• Your goal:
Your task is to copy the stretch of lines in the records below that begins with the line containing "filename src/settings.rs" and ends with the line containing "publishes whole new", exactly as written, with nothing added.

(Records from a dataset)

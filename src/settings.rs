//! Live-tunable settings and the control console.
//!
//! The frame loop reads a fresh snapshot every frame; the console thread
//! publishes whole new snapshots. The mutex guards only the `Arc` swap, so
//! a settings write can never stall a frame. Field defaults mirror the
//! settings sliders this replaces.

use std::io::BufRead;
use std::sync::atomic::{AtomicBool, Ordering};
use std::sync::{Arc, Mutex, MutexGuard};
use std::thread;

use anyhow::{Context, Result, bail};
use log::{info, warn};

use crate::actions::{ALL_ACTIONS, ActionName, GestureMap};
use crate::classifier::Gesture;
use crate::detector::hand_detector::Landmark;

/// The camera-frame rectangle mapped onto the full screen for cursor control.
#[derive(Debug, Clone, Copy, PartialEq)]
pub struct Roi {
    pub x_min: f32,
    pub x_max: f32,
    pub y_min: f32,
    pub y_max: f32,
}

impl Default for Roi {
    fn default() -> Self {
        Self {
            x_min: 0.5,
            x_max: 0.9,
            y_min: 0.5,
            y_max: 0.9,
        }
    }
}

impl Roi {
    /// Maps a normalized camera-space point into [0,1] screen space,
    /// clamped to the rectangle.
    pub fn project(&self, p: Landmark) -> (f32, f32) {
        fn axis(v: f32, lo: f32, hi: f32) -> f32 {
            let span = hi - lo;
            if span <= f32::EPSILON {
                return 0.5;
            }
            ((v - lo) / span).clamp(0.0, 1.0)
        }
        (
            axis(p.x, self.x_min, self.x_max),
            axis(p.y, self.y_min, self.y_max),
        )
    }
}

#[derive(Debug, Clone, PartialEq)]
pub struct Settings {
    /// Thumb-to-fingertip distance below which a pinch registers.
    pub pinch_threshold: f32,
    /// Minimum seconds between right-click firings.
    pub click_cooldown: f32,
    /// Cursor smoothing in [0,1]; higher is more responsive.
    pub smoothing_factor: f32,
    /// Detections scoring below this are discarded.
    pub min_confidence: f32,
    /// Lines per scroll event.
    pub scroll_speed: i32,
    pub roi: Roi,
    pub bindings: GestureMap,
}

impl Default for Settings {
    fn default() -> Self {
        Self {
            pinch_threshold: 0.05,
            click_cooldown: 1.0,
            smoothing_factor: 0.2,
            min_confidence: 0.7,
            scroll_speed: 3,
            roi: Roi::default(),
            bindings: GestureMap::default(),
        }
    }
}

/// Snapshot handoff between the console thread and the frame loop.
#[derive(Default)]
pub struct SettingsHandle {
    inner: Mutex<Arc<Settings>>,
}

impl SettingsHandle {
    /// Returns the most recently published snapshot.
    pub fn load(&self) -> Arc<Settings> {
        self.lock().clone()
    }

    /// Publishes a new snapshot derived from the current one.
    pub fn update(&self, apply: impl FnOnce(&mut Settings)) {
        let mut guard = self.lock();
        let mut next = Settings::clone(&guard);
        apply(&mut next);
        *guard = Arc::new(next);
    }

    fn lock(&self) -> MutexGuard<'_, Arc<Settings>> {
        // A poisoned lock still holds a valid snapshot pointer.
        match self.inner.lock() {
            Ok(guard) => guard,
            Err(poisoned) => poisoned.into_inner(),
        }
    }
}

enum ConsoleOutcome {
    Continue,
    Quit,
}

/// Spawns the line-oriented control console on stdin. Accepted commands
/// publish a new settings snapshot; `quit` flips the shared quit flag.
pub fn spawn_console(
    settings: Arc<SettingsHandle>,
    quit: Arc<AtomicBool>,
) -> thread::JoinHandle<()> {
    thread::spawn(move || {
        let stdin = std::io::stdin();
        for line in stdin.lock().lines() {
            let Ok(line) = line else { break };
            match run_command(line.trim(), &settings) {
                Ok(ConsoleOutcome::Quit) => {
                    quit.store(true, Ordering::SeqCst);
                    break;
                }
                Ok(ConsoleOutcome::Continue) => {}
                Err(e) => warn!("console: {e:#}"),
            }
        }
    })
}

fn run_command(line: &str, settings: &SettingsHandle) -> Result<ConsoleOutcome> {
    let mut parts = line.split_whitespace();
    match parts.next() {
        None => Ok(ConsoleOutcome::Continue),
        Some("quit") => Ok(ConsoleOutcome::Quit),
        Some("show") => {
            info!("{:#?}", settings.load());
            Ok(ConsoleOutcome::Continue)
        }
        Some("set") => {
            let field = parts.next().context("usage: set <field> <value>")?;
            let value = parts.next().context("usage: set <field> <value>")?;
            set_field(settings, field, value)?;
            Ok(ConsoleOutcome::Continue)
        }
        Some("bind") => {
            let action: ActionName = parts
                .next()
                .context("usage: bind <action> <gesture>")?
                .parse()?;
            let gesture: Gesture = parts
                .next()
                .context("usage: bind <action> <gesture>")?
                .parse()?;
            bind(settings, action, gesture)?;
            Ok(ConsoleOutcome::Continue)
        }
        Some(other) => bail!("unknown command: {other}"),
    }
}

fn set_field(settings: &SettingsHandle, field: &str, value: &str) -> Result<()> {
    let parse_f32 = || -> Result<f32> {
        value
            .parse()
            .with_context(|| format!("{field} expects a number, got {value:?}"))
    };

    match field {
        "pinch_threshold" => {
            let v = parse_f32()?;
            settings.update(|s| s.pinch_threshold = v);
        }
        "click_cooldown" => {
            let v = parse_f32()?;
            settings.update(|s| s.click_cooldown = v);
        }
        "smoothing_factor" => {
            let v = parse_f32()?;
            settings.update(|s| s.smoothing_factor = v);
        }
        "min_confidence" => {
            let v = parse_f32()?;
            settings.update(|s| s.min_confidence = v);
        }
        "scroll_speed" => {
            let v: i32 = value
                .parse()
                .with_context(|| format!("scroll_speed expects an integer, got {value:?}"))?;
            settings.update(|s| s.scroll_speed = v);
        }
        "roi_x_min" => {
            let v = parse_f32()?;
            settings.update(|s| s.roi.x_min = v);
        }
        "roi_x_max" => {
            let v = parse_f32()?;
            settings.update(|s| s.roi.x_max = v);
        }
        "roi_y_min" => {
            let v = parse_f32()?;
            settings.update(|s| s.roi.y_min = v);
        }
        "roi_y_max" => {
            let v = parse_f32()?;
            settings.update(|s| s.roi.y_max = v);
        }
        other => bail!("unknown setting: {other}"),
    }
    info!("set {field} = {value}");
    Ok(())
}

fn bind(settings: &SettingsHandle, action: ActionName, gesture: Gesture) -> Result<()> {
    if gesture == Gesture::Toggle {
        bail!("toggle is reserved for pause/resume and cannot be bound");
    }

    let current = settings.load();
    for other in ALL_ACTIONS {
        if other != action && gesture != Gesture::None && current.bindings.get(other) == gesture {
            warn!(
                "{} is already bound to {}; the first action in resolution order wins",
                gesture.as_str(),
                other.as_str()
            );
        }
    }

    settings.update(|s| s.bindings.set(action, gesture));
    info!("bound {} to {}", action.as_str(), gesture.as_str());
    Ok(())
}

==

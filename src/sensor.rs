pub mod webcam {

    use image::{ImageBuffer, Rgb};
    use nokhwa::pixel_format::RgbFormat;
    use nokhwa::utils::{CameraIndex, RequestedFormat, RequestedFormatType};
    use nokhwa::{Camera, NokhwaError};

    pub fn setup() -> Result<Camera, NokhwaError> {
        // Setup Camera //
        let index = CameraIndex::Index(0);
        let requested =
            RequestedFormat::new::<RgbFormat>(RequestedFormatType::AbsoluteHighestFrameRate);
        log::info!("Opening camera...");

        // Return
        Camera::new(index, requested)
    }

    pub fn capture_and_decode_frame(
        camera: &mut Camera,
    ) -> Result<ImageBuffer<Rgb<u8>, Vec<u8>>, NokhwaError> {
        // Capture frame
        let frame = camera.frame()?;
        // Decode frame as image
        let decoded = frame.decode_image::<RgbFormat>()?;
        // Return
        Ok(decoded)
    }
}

--

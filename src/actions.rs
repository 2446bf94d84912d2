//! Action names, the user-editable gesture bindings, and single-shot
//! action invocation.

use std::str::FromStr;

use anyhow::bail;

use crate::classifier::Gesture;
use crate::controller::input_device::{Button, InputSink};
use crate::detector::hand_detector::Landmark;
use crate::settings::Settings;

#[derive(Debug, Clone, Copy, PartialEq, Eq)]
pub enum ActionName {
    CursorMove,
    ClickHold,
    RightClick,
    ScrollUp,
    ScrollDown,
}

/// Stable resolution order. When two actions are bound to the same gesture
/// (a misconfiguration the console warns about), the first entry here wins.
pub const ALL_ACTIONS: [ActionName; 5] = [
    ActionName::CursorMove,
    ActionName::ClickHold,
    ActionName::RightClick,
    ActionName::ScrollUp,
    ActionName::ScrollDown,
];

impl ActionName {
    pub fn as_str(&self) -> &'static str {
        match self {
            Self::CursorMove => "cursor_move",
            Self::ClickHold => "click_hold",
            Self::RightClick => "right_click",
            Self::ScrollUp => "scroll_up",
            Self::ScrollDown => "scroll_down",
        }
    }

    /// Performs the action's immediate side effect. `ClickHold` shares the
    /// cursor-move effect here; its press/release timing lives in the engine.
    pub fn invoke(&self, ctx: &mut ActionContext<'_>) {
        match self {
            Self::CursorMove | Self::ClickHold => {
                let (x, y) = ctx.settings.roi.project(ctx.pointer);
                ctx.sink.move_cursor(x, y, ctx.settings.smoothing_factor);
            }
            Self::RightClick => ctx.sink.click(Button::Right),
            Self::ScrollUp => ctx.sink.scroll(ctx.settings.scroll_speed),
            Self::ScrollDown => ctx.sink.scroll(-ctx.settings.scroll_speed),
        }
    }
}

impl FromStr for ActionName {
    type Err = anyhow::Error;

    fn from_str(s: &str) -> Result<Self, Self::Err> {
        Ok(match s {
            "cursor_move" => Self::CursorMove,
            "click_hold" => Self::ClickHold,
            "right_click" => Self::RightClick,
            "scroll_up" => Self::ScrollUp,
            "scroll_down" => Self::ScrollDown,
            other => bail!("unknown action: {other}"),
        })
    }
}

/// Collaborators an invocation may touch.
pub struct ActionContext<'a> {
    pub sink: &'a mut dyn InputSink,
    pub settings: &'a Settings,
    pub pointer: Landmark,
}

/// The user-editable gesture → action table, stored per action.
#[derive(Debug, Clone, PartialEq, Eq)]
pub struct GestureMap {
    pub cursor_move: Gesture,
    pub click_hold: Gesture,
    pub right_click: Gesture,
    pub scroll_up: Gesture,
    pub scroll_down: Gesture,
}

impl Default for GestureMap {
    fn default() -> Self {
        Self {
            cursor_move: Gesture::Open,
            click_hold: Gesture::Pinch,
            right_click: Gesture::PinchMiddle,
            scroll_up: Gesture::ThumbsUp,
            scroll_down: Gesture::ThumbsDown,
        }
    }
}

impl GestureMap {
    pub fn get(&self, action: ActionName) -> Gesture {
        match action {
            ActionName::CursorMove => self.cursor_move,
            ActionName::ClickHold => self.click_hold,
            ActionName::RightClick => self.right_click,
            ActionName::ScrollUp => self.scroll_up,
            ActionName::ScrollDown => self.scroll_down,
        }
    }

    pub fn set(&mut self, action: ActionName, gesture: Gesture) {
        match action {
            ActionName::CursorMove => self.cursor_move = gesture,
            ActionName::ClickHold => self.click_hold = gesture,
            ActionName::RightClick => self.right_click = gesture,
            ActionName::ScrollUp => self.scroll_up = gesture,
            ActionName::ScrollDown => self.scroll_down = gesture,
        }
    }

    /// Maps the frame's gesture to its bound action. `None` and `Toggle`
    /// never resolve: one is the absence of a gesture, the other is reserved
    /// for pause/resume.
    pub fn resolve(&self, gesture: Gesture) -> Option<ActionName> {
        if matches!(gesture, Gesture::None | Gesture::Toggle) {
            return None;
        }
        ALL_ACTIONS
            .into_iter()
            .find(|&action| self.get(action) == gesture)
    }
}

• Output of the task:
filename src/settings.rs
//! Live-tunable settings and the control console.
//!
//! The frame loop reads a fresh snapshot every frame; the console thread
//! publishes whole new snapshots. The mutex guards only the `Arc` swap, so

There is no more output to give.